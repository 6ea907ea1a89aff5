//! Performance recalculation.
//!
//! Plays matching a [`Filter`] are read grouped by beatmap and mode, calculated on a pool of
//! blocking workers, and written back one group per transaction.

use std::num::NonZero;
use std::sync::Arc;

use crate::database::{DatabaseResult, Pool};
use crate::filter::Filter;
use crate::performance::PerformanceCalculator;
use crate::progress::Progress;
use crate::query;

mod group;
pub use group::{Group, read_groups};

mod sink;
pub use sink::{DatabaseSink, PerformanceSink};

mod scheduler;
pub use scheduler::{Report, Scheduler};

#[cfg(test)]
mod tests;

/// Tuning knobs for [`recalculate()`].
#[derive(Debug, Clone, Copy, bon::Builder)]
pub struct Options
{
	/// How many groups are calculated at the same time.
	#[builder(default = Options::DEFAULT_WORKERS)]
	pub workers: NonZero<usize>,

	/// How many plays are processed between two progress messages.
	#[builder(default = Options::DEFAULT_PROGRESS_INTERVAL)]
	pub progress_interval: NonZero<u64>,
}

impl Options
{
	pub const DEFAULT_WORKERS: NonZero<usize> = match NonZero::new(4) {
		Some(workers) => workers,
		None => unreachable!(),
	};

	pub const DEFAULT_PROGRESS_INTERVAL: NonZero<u64> = match NonZero::new(10_000) {
		Some(interval) => interval,
		None => unreachable!(),
	};
}

impl Default for Options
{
	fn default() -> Self
	{
		Self::builder().build()
	}
}

/// Recalculates the performance of every play matching `filter`.
#[instrument(skip(pool, calculator, sink), err)]
pub async fn recalculate<C, S>(
	pool: &Pool,
	filter: &Filter,
	calculator: Arc<C>,
	sink: Arc<S>,
	options: Options,
) -> DatabaseResult<Report>
where
	C: PerformanceCalculator,
	S: PerformanceSink,
{
	let (total,) = query::count_plays(filter)
		.query_as::<(i64,)>()
		.fetch_one(pool)
		.await?;

	let total = u64::try_from(total).unwrap_or_default();

	info!(plays = total, workers = options.workers.get(), "recalculating performance");

	let progress = Arc::new(Progress::new("performance", total, options.progress_interval));
	let sql = query::group_plays(filter);
	let report = Scheduler::new(calculator, sink, options.workers, progress)
		.run(read_groups(pool, &sql))
		.await?;

	info!(
		groups = report.groups,
		skipped = report.skipped,
		failed = report.failed,
		rows_affected = report.rows_affected,
		"recalculated performance",
	);

	Ok(report)
}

══════

-- EXERCISE OBJECTIVE --
How many lines in the entries contain the string "crate"? Give the number only.

-- REPLY TO THE EXERCISE --
5